The repayment method of your domestic helper loan is another important factor to consider.
- Lump sum payment loan: You can choose to repay your domestic helper loan in one lump sum or monthly installments.
If you are borrowing a large amount, paying the entire principal and interest upfront may be better, especially if you have cash flow issues or prefer not to incur additional debt.
However, if you do not have enough funds but still want a long-term solution, a monthly installment plan might be more suitable since it allows flexibility in making payments.
- Monthly payment loan: Monthly payment loans work by setting up an agreement where borrowers will make monthly payments until all the outstanding balance is paid off completely or within a specific period.
This means that any amount left unpaid due to missed installments and penalties will accumulate interest until a full settlement has been made or otherwise agreed upon between both parties.
2. Interest rates – Flat rate or reducing balance?
You’ll want to compare interest rates.
A flat-rate loan will require you to make fixed monthly payments, whereas a reducing balance loan allows you to pay off your debt faster and more manageable.
The best choice for you depends on how predictable your income is:
- If your income is stable and doesn’t want to get into debt, go with the flat rate option.
-This type of loan has lower fees than other types—but it can still be expensive if you only make minimum payments each month because interest continues building up on top of the principal amount owed and additional fees for late or missed payments.
- If there are times when extra money won’t necessarily come in from one month to another, then choose a decreasing balance loan instead so that those times when extra funds aren’t available will not be as hard on your budget since fewer dollars go toward paying down interest rather than principal.
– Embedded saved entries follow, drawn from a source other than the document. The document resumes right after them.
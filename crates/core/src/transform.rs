use crate::error::{DateFormatError, RenamerError};
use crate::scene::SceneField;
use chrono::format::{Item, StrftimeItems};
use chrono::NaiveDate;
use regex::{Captures, Regex};
use serde::{Deserialize, Serialize};
use std::collections::BTreeSet;

#[derive(Debug, Clone, Copy, PartialEq, Eq, Serialize, Deserialize)]
#[serde(rename_all = "snake_case")]
pub enum CaseFunction {
    Upper,
    Lower,
    Capitalize,
}

/// What a rule puts in place of each match.
///
/// A plain string is expanded against the captures (`$1`, `${name}`); a table
/// `{ case = "upper" }` applies a case function to the whole match.
#[derive(Debug, Clone, PartialEq, Eq, Serialize, Deserialize)]
#[serde(untagged)]
pub enum Replacement {
    Expand(String),
    Case { case: CaseFunction },
}

impl Default for Replacement {
    fn default() -> Self {
        Replacement::Expand(String::new())
    }
}

impl Replacement {
    fn apply(&self, caps: &Captures<'_>) -> String {
        match self {
            Replacement::Expand(template) => {
                let mut out = String::new();
                caps.expand(template, &mut out);
                out
            }
            Replacement::Case { case } => {
                let matched = &caps[0];
                match case {
                    CaseFunction::Upper => matched.to_uppercase(),
                    CaseFunction::Lower => matched.to_lowercase(),
                    CaseFunction::Capitalize => capitalize(matched),
                }
            }
        }
    }
}

#[derive(Debug, Clone, Serialize, Deserialize)]
struct RawRewriteRule {
    name: String,
    fields: Vec<SceneField>,
    pattern: String,
    #[serde(default)]
    replacement: Replacement,
}

#[derive(Debug, Clone, Serialize, Deserialize)]
#[serde(try_from = "RawRewriteRule", into = "RawRewriteRule")]
pub struct RewriteRule {
    name: String,
    fields: BTreeSet<SceneField>,
    pattern: Regex,
    replacement: Replacement,
}

impl RewriteRule {
    pub fn new(
        name: impl Into<String>,
        fields: impl IntoIterator<Item = SceneField>,
        pattern: &str,
        replacement: impl Into<String>,
    ) -> Result<Self, RenamerError> {
        Self::with_replacement(
            name,
            fields,
            pattern,
            Replacement::Expand(replacement.into()),
        )
    }

    pub fn with_replacement(
        name: impl Into<String>,
        fields: impl IntoIterator<Item = SceneField>,
        pattern: &str,
        replacement: Replacement,
    ) -> Result<Self, RenamerError> {
        let name = name.into();
        let pattern = Regex::new(pattern).map_err(|source| RenamerError::InvalidPattern {
            rule: name.clone(),
            source,
        })?;
        Ok(Self {
            name,
            fields: fields.into_iter().collect(),
            pattern,
            replacement,
        })
    }

    pub fn name(&self) -> &str {
        &self.name
    }

    pub fn targets(&self, field: SceneField) -> bool {
        self.fields.contains(&field)
    }

    pub fn apply(&self, value: &str) -> String {
        self.pattern
            .replace_all(value, |caps: &Captures<'_>| self.replacement.apply(caps))
            .into_owned()
    }
}

impl TryFrom<RawRewriteRule> for RewriteRule {
    type Error = RenamerError;

    fn try_from(raw: RawRewriteRule) -> Result<Self, Self::Error> {
        RewriteRule::with_replacement(raw.name, raw.fields, &raw.pattern, raw.replacement)
    }
}

impl From<RewriteRule> for RawRewriteRule {
    fn from(rule: RewriteRule) -> Self {
        RawRewriteRule {
            name: rule.name,
            fields: rule.fields.into_iter().collect(),
            pattern: rule.pattern.as_str().to_string(),
            replacement: rule.replacement,
        }
    }
}

/// Applies every rule targeting `field`, in configured order.
pub fn transform_field(value: &str, field: SceneField, rules: &[RewriteRule]) -> String {
    rules
        .iter()
        .filter(|rule| rule.targets(field))
        .fold(value.to_string(), |current, rule| rule.apply(&current))
}

/// Reformats an ISO `YYYY-MM-DD` date with a strftime pattern.
///
/// The error keeps the original string so callers can fall back to it.
pub fn format_date(value: &str, pattern: &str) -> Result<String, DateFormatError> {
    let date = NaiveDate::parse_from_str(value.trim(), "%Y-%m-%d").map_err(|err| {
        DateFormatError {
            original: value.to_string(),
            reason: err.to_string(),
        }
    })?;

    let items: Vec<Item<'_>> = StrftimeItems::new(pattern).collect();
    if items.iter().any(|item| matches!(item, Item::Error)) {
        return Err(DateFormatError {
            original: value.to_string(),
            reason: format!("invalid date pattern '{pattern}'"),
        });
    }

    Ok(date.format_with_items(items.into_iter()).to_string())
}

fn capitalize(value: &str) -> String {
    let mut chars = value.chars();
    match chars.next() {
        Some(first) => first.to_uppercase().chain(chars.flat_map(char::to_lowercase)).collect(),
        None => String::new(),
    }
}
3. Insurance coverage – Is it compulsory?
It is compulsory for you to get insurance coverage.
This is because your domestic helper will be covered by the Employment Act, which states that employers are responsible for their employees’ medical treatment and hospitalization costs if they are injured or suffer from work-related diseases.
The Ministry of Manpower (MOM) requires all employers to provide health insurance coverage for their domestic workers. However, there are different policies with varying premiums and coverage amounts.
You should ensure you understand what each policy covers before purchasing one to avoid paying more than necessary or worse than that.
4. Collateral – How to secure the loan?
Collateral is a form of security to the lender that you will repay the loan if you fail to pay it back. This is usually in the form of assets like property, jewelry, and cars.
Collateral assures lenders that they will get their money back should you default on your payments.
If you default on your payments, all collateral will be used to pay off the outstanding amount. If there are still any outstanding debts after taking into account all of your assets, then these additional debts can be recovered through garnishing wages or accounts with interest added on them.
5. Application process – How long will it take?
The application process will take about 2 weeks, and you will need to provide details such as your employment contract and passbook.
You’ll also need to give the bank information on your helper, including passport details, employment contract, and salary slips.
If you don’t have a fixed deposit with the bank, they may ask for a guarantor who can lend money in case something goes wrong.
Understanding the type of loan is important before applying for one. Domestic helper loans are a form of credit that you may use to finance your domestic helper’s salary and other expenses.
Getting a domestic helper loan is a good option for those who want to hire a domestic helper but do not have the money to pay for it upfront.
However, you should ensure that you understand all the details about this type of loan before applying for one.